Postpone Iraq elections?

Funny thing. I've seen arguments for this in a couple newspapers and here and there on the web. What's most striking is that those arguing most strongly for a hearing for the Sunnis (who are pushing for a delay) are the same ones who in the run-up to the elections were arguing that Iraq could never be set aright because of conflict between the Sunnis, the Shiites and the Kurds. Now that the Iraqi government and U.S. forces are more freely taking apart the militant Sunni organizations and (re)capturing the areas they control, the Sunnis are suddenly open to negotiation - to a point. Bull. That the Sunnis are talking at all is an admission that our military operations and Iraq's efforts to build a civil society are working... but that the heretofore obstructionist Sunnis had been too busy banking on bringing it all down to get their own act together and get ready. Too damn bad. The Sunnis need to learn that threat of arms, threat of violence and even incessant whining are not the answer, only serious efforts to buy into and build into an emerging civil society. This is a moment when the most obstructionist Sunnis, having focused on blowing it all up, get to sit out in the cold while those who were at least better at calculating if not sincere in a desire to move forward are rewarded for choosing the political route. Rearranging elections and election timetables and proving the naysayers right about problems bringing democracy to Iraq is the wrong way to go. The Iraqi governing council should proceed with election plans, announcing each and every day the importance of its being replaced with a government with greater democratic legitimacy and casting as anti-Iraqi independence anyone who suggests that the U.S. created, U.N. backed council should be in a day longer than necessary to get Iraq ready to select its own leaders.
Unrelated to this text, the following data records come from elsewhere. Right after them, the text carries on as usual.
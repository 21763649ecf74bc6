//! Error types for E2E profile operations.
//!
//! Only structural argument problems are errors. A frame that fails
//! verification (wrong CRC, stale counter, foreign DataID) is the normal
//! negative outcome of `check` and is reported as `Ok(false)`, never as an
//! error.

use thiserror::Error;

/// The error type for E2E profile operations.
///
/// Every variant is raised before the frame is touched: a failed `protect`
/// call leaves the buffer byte-for-byte unchanged.
#[derive(Debug, Error, Clone, PartialEq, Eq)]
pub enum E2eError {
    /// Frame buffer shorter than the profile's minimum.
    #[error("Frame too short: need at least {needed} bytes, have {available}")]
    FrameTooShort {
        /// Minimum frame size for the profile.
        needed: usize,
        /// Actual buffer size.
        available: usize,
    },

    /// The `length` argument falls outside the profile's valid range.
    #[error("Length {length} out of range: must fulfill {min} <= length <= {max}")]
    LengthOutOfRange {
        /// The rejected length.
        length: usize,
        /// Smallest accepted length.
        min: usize,
        /// Largest accepted length for this frame.
        max: usize,
    },

    /// The header `offset` argument does not leave room for the header, or
    /// places it outside the CRC-covered region.
    #[error("Offset {offset} out of range: must be at most {max}")]
    OffsetOutOfRange {
        /// The rejected offset.
        offset: usize,
        /// Largest accepted offset for this frame.
        max: usize,
    },

    /// Profile 2 requires a DataID list of exactly 16 bytes.
    #[error("Data ID list must contain exactly 16 bytes, got {len}")]
    InvalidDataIdList {
        /// Actual list length.
        len: usize,
    },
}

/// Result type alias for E2E profile operations.
pub type Result<T> = std::result::Result<T, E2eError>;

impl E2eError {
    /// Create a frame-too-short error.
    pub fn frame_too_short(needed: usize, available: usize) -> Self {
        Self::FrameTooShort { needed, available }
    }

    /// Create a length-out-of-range error.
    pub fn length_out_of_range(length: usize, min: usize, max: usize) -> Self {
        Self::LengthOutOfRange { length, min, max }
    }

    /// Create an offset-out-of-range error.
    pub fn offset_out_of_range(offset: usize, max: usize) -> Self {
        Self::OffsetOutOfRange { offset, max }
    }

    /// Create an invalid DataID list error.
    pub fn invalid_data_id_list(len: usize) -> Self {
        Self::InvalidDataIdList { len }
    }
}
posted by gbarto at 11:39 PM  


Thursday, November 25, 2004

About those CIA departures...

A few more biggies have apparently left the CIA, making as big a stink as former spooks can do in the process. Which is, perhaps, healthy.
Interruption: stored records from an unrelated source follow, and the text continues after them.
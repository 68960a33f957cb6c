use crate::instance::{InstanceId, ServiceName};

/// Which half of a `(service, instance)` key was missing on heartbeat.
#[derive(Debug, Clone, Copy, PartialEq, Eq)]
pub enum MissingRecord {
    /// The service has no instances at all.
    UnknownService,
    /// The service exists but this instance id was never registered.
    UnknownInstance,
}

impl std::fmt::Display for MissingRecord {
    fn fmt(&self, f: &mut std::fmt::Formatter<'_>) -> std::fmt::Result {
        let s = match self {
            MissingRecord::UnknownService => "service is not registered yet",
            MissingRecord::UnknownInstance => "service instance is not registered yet",
        };
        write!(f, "{s}")
    }
}

#[derive(Debug, thiserror::Error, PartialEq, Eq)]
pub enum RegistryError {
    /// No fresh instance is currently resolvable for the service, either
    /// because none was ever registered or because all of them went stale.
    #[error("no healthy instances of service {service}")]
    NotFound { service: ServiceName },
    /// Heartbeat for a pair with no record; the caller must re-register.
    #[error("instance {instance} of service {service} is not registered: {cause}")]
    NotRegistered {
        service: ServiceName,
        instance: InstanceId,
        cause: MissingRecord,
    },
    #[error("{kind} must not be empty")]
    InvalidName { kind: &'static str },
    #[error("invalid registry configuration: {0}")]
    InvalidConfig(String),
}

impl RegistryError {
    pub fn is_not_found(&self) -> bool {
        matches!(self, RegistryError::NotFound { .. })
    }

    pub fn is_not_registered(&self) -> bool {
        matches!(self, RegistryError::NotRegistered { .. })
    }
}

pub type Result<T> = std::result::Result<T, RegistryError>;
News reports are talking about traditional lines of authority being broken, old procedures being undermined, etc. One feels bad who for those who feel they have been "dissed" or that the rug got pulled out from under them. But... the CIA does not exist for the comfort of its employees or for the sake of tradition. It exists because our country needs clandestine agents to make the contacts necessary for learning what's going on in the world and influencing it when possible. As directed by the political leadership of the country.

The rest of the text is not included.